The Convention does not regulate all possible aspects of the relationship between the parties to the contract of international road transport of goods. For example, there are no provisions on the principles of organizing transportation, the terms for submitting and satisfying requests for transportation, the level of applicable rates and tariffs, the forms and terms of settlements between the parties, the terms for filing, loading and unloading vehicles, customs clearance of goods and vehicles, and other .

In the "General Agreement" these and other issues can be agreed upon by the parties and are governed by the national norm chosen by the parties to the agreement. civil law. In the agreement in the form of "Offer-acceptance" issues that are not related to the jurisdiction of the Convention are resolved on the basis of the conflict of law rules of the applicable law.

Article 5

P.1 The form of the consignment note (CMR Internationaler Frachtbrief) is not defined by the Convention. The International Road Transport Union (IRU) has developed a bill of lading form recommended for carriers, freight forwarders, operators and agents to draw up and confirm contracts for the carriage of goods. However, each of the persons mentioned last has the right to develop and apply the most convenient form of the transportation document for him in accordance with the laws and regulations of his country. Any form of consignment note must contain the mandatory and additional details specified in Article 6 of the Convention.

A set of shipping documents (waybills) can consist of any number of copies, however, only the first three named in this article have the same legal force. The rest are copies. The number of copies of the waybill is determined, as a rule, by the number of state borders crossed by the cargo, as well as by national customs procedures. The exact number of copies to be made out is indicated in bilateral intergovernmental agreements on international road transport.

P.2. If the contract provides for the transportation of a consignment of cargo in a volume (quantity) exceeding the capacity (carrying capacity) of the type of vehicle specified in the contract, then waybills should be drawn up as many vehicles as necessary to use to transport the entire cargo. The division of cargo for transportation on several vehicles with the issuance of an appropriate number of waybills may be requested by the sender or carrier in cases where cargo is presented for transportation that for any reason is incompatible for joint transportation (chemical, physical, biological and other properties of cargo), as well as at the request of the customs authorities.

Transportation of several consignments (consignments) in one vehicle is allowed only with full observance of the procedures in accordance with the TIR Convention (Customs Convention on the International Carriage of Goods using a TIR Carnet of November 14, 1975). The TIR Convention states that several consignments of goods can be transported in one vehicle, subject to the following conditions: the total number of Customs offices, which are the place of departure and destination of goods, should not exceed 4; all customs offices that are the place of departure of goods must be located in the same country; customs offices that are the destination of the goods must be located in no more than two countries; consignments must be placed in motor vehicle in such a way that it is possible to examine each of them.

Article 6

P.1. The addresses indicated in subparagraphs a) - e) of the consignment note are important for determining the places for filing claims with the appropriate courts in accordance with paragraph 1 of Article 31 of the Convention. When importing goods, subparagraph d) indicates the name and address of the customs authority where the carrier must deliver the goods.
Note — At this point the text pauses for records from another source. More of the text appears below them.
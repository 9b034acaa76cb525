// ChapterFetch - Segmented Audiobook Chapter Downloader
// Copyright (C) 2026 ChapterFetch Contributors
//
// This program is free software: you can redistribute it and/or modify
// it under the terms of the GNU General Public License as published by
// the Free Software Foundation, either version 3 of the License, or
// (at your option) any later version.
//
// This program is distributed in the hope that it will be useful,
// but WITHOUT ANY WARRANTY; without even the implied warranty of
// MERCHANTABILITY or FITNESS FOR A PARTICULAR PURPOSE. See the
// GNU General Public License for more details.
//
// You should have received a copy of the GNU General Public License
// along with this program. If not, see <https://www.gnu.org/licenses/>.


//! Chapter assembly
//!
//! Takes a chapter's fully staged segments, concatenates them in manifest
//! order into one `merged.ts` blob, hands that to the transcoder, then
//! removes the staging directory.
//!
//! Invariants enforced here:
//! - merge only starts once every segment is `Downloaded` and its staged
//!   file length matches the length recorded at fetch time
//! - cleanup happens only after a successful transcode; on failure all
//!   staged artifacts are retained for inspection
//! - a cleanup error is logged and never changes the chapter's outcome

use crate::audio::Transcoder;
use crate::download::fetcher::{Segment, SegmentStatus};
use crate::error::{PipelineError, Result};
use crate::file::paths::MERGED_FILE_NAME;
use std::path::{Path, PathBuf};
use std::sync::Arc;
use tokio::io::{AsyncWriteExt, BufWriter};
use tracing::{debug, info, warn};

/// Merges staged segments and drives the transcode + cleanup tail of a
/// chapter's pipeline.
#[derive(Clone)]
pub struct ChapterAssembler {
    transcoder: Arc<dyn Transcoder>,
}

impl ChapterAssembler {
    pub fn new(transcoder: Arc<dyn Transcoder>) -> Self {
        Self { transcoder }
    }

    /// Extension of the final output files, without the dot
    pub fn output_extension(&self) -> &str {
        self.transcoder.output_extension()
    }

    /// Full assembly: merge, transcode, clean up.
    pub async fn assemble(
        &self,
        chapter: usize,
        segments: &[Segment],
        staging_dir: &Path,
        output_path: &Path,
    ) -> Result<PathBuf> {
        let merged = self.merge(chapter, segments, staging_dir).await?;
        self.transcode_and_finish(chapter, &merged, staging_dir, output_path)
            .await?;
        Ok(output_path.to_path_buf())
    }

    /// Concatenate staged segments in ascending manifest index into the
    /// merged intermediate. Fails without touching the output if any
    /// segment is not `Downloaded` or its staged length disagrees with the
    /// length recorded at fetch time.
    pub async fn merge(
        &self,
        chapter: usize,
        segments: &[Segment],
        staging_dir: &Path,
    ) -> Result<PathBuf> {
        for segment in segments {
            if segment.status != SegmentStatus::Downloaded {
                return Err(PipelineError::InvalidState(format!(
                    "segment {} of chapter {} is {:?}, not Downloaded",
                    segment.index, chapter, segment.status
                )));
            }
            let staged_len = tokio::fs::metadata(&segment.staging_path).await?.len();
            if staged_len != segment.bytes {
                return Err(PipelineError::InvalidState(format!(
                    "segment {} of chapter {} staged as {} bytes, expected {}",
                    segment.index, chapter, staged_len, segment.bytes
                )));
            }
        }

        let mut ordered: Vec<&Segment> = segments.iter().collect();
        ordered.sort_by_key(|s| s.index);

        let merged_path = staging_dir.join(MERGED_FILE_NAME);
        let file = tokio::fs::File::create(&merged_path).await?;
        let mut writer = BufWriter::new(file);
        for segment in &ordered {
            let bytes = tokio::fs::read(&segment.staging_path).await?;
            writer.write_all(&bytes).await?;
        }
        writer.flush().await?;

        debug!(chapter, segments = ordered.len(), "segments merged");
        Ok(merged_path)
    }

    /// Transcode the merged blob into the final output, then remove the
    /// staging directory. Staged files are retained if the transcode fails.
    pub async fn transcode_and_finish(
        &self,
        chapter: usize,
        merged: &Path,
        staging_dir: &Path,
        output_path: &Path,
    ) -> Result<()> {
        self.transcoder.transcode(merged, output_path).await?;
        info!(chapter, output = %output_path.display(), "chapter transcoded");

        if let Err(e) = tokio::fs::remove_dir_all(staging_dir).await {
            let err = PipelineError::CleanupFailed(format!(
                "could not remove {}: {}",
                staging_dir.display(),
                e
            ));
            warn!(chapter, error = %err, "staging cleanup failed");
        }
        Ok(())
    }
}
See commentary on article 11.

See commentary to article 7, paragraph 3.

P.2. The right of the sender to make such a reservation in the consignment note, as a rule, is explained by the reasons that prompted the sender to make such a statement. Usually, the prohibition of reloading to another vehicle is motivated by the state of the cargo, the specifics of its stowage and fastening, the impossibility of its slinging, the displaced center of mass of the cargo, and others. Such a clause is useful for the carrier, as it clarifies to him the nature and properties of the cargo, the actual state of the container and packaging, the consequences of manipulations with the cargo, and so on.

The payer of transport services (sender or recipient) is determined by the contract of carriage and, if necessary, indicated in the consignment note. The carrier prefers to build its own financial relations with the sender and receive the agreed freight charges before the start of the cargo transportation process. However, in practice, the payer (or payers) under the contract of carriage are determined not arbitrarily, but in accordance with the basic terms of delivery on which the contract for the sale of goods was concluded, the delivery of which was concluded this agreement international shipping.
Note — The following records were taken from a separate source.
// ChapterFetch - Segmented Audiobook Chapter Downloader
// Copyright (C) 2026 ChapterFetch Contributors
//
// This program is free software: you can redistribute it and/or modify
// it under the terms of the GNU General Public License as published by
// the Free Software Foundation, either version 3 of the License, or
// (at your option) any later version.
//
// This program is distributed in the hope that it will be useful,
// but WITHOUT ANY WARRANTY; without even the implied warranty of
// MERCHANTABILITY or FITNESS FOR A PARTICULAR PURPOSE. See the
// GNU General Public License for more details.
//
// You should have received a copy of the GNU General Public License
// along with this program. If not, see <https://www.gnu.org/licenses/>.


//! Per-segment download with bounded retry
//!
//! One fetch = one whole segment; there is no byte-range resume at this
//! granularity. Transient failures (timeouts, connection drops, 5xx
//! statuses) consume a small retry budget with a fixed delay between
//! attempts; non-transient errors such as 4xx statuses fail immediately.
//! Either way the segment ends `Failed` and the error propagates — a
//! missing segment corrupts playback order, so it is never skipped.
//!
//! Payloads land in the chapter's staging directory under a name derived
//! from the manifest index, so a re-fetch overwrites instead of
//! accumulating.

use crate::error::{PipelineError, Result};
use crate::file::paths;
use crate::session::Session;
use crate::transport::Transport;
use serde::{Deserialize, Serialize};
use std::path::{Path, PathBuf};
use std::sync::Arc;
use std::time::Duration;
use tracing::{debug, warn};

/// Lifecycle of one segment
#[derive(Debug, Clone, Copy, PartialEq, Eq, Serialize, Deserialize)]
pub enum SegmentStatus {
    /// Scheduled, not yet started
    Pending,
    /// Fetch in flight
    Downloading,
    /// Payload staged on disk
    Downloaded,
    /// Retry budget exhausted, or abandoned after the chapter failed
    Failed,
}

/// One downloaded unit of a chapter's media stream
#[derive(Debug, Clone, PartialEq, Eq)]
pub struct Segment {
    /// Owning chapter number, 1-based
    pub chapter: usize,
    /// Position in manifest order
    pub index: u32,
    /// On-disk staging location of the payload
    pub staging_path: PathBuf,
    /// Payload length recorded at fetch time
    pub bytes: u64,
    pub status: SegmentStatus,
}

impl Segment {
    /// Placeholder for a segment that was never fetched because its
    /// chapter had already failed.
    pub fn abandoned(chapter: usize, index: u32, staging_dir: &Path) -> Self {
        Self {
            chapter,
            index,
            staging_path: staging_dir.join(paths::segment_file_name(index)),
            bytes: 0,
            status: SegmentStatus::Failed,
        }
    }
}

/// Retry policy for segment fetches: a fixed small number of retries with
/// a short fixed delay.
#[derive(Debug, Clone, Copy, Serialize, Deserialize)]
pub struct RetryPolicy {
    /// Retries after the first attempt (2 retries = 3 total attempts)
    pub max_retries: u32,
    /// Fixed delay between attempts
    pub delay: Duration,
}

impl Default for RetryPolicy {
    fn default() -> Self {
        Self {
            max_retries: 2,
            delay: Duration::from_millis(500),
        }
    }
}

/// Downloads single segments into a chapter's staging area
#[derive(Clone)]
pub struct SegmentFetcher {
    transport: Arc<dyn Transport>,
    session: Arc<Session>,
    retry: RetryPolicy,
}

impl SegmentFetcher {
    pub fn new(transport: Arc<dyn Transport>, session: Arc<Session>) -> Self {
        Self {
            transport,
            session,
            retry: RetryPolicy::default(),
        }
    }

    pub fn with_retry_policy(mut self, retry: RetryPolicy) -> Self {
        self.retry = retry;
        self
    }

    /// Fetch one segment and stage it on disk.
    ///
    /// Returns the `Downloaded` segment on success. A zero-length payload
    /// is surfaced as a warning but still counts as downloaded — some
    /// hosts serve empty-but-complete segments.
    pub async fn fetch(
        &self,
        chapter: usize,
        index: u32,
        url: &str,
        staging_dir: &Path,
    ) -> Result<Segment> {
        let staging_path = staging_dir.join(paths::segment_file_name(index));
        let mut attempts = 0u32;

        loop {
            attempts += 1;
            match self.try_fetch(url).await {
                Ok(body) => {
                    tokio::fs::write(&staging_path, &body).await?;
                    if body.is_empty() {
                        warn!(chapter, index, url, "segment downloaded but is empty");
                    }
                    debug!(chapter, index, bytes = body.len(), "segment downloaded");
                    return Ok(Segment {
                        chapter,
                        index,
                        staging_path,
                        bytes: body.len() as u64,
                        status: SegmentStatus::Downloaded,
                    });
                }
                Err(e) => {
                    if !e.is_transient() || attempts > self.retry.max_retries {
                        return Err(PipelineError::SegmentFetchFailed {
                            chapter,
                            index,
                            attempts,
                            reason: e.to_string(),
                        });
                    }
                    warn!(chapter, index, attempts, error = %e, "segment fetch failed; retrying");
                    tokio::time::sleep(self.retry.delay).await;
                }
            }
        }
    }

    async fn try_fetch(&self, url: &str) -> Result<Vec<u8>> {
        let response = self.transport.get(url, self.session.headers()).await?;
        if !response.is_success() {
            return Err(PipelineError::UnexpectedStatusCode {
                status: response.status,
                url: url.to_string(),
            });
        }
        Ok(response.body)
    }
}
The obligations of the parties to the contract of sale to bear certain transportation costs, that is, to fully or partially pay the carrier for carriage charges, are determined by the Rules for the Interpretation of International Trade Terms (Incoterms) of the corresponding year of publication according to the official documents of the International Chamber of Commerce. Most often, Incoterms are used in the editions of 1990 and 2000.

In accordance with these documents, payment for international road transport services for the transportation of goods is made by the seller (sender), if the sales contract is concluded on the basic terms of CPT (carriage paid to), CIP (carriage and insurance paid to), DDU (delivery without payment of duty) and DDP (Delivered Duty Paid).

The buyer (recipient) pays for the carriage in cases where the parties to the contract of sale have agreed to one of the following basic conditions: EXW (ex works) and FCA (free carrier).

An indication of the payments that the sender undertakes to pay is indicated in the contract of carriage and in the waybill in cases where the goods are delivered in accordance with sales contracts concluded on the basis of DAF (delivery at the frontier). In these cases, the seller (sender) undertakes to pay only a part of the stipulated carriage charges (usually up to the automobile border crossing named in the basic condition), and the carrier makes final payments for the entire carriage with the buyer (recipient) of the goods. In practice, this is extremely rare, as the carrier tries to build its financial relationship with one known and reliable payer. Most often, it becomes the sender or the person representing him, for example, the forwarder, less often the recipient.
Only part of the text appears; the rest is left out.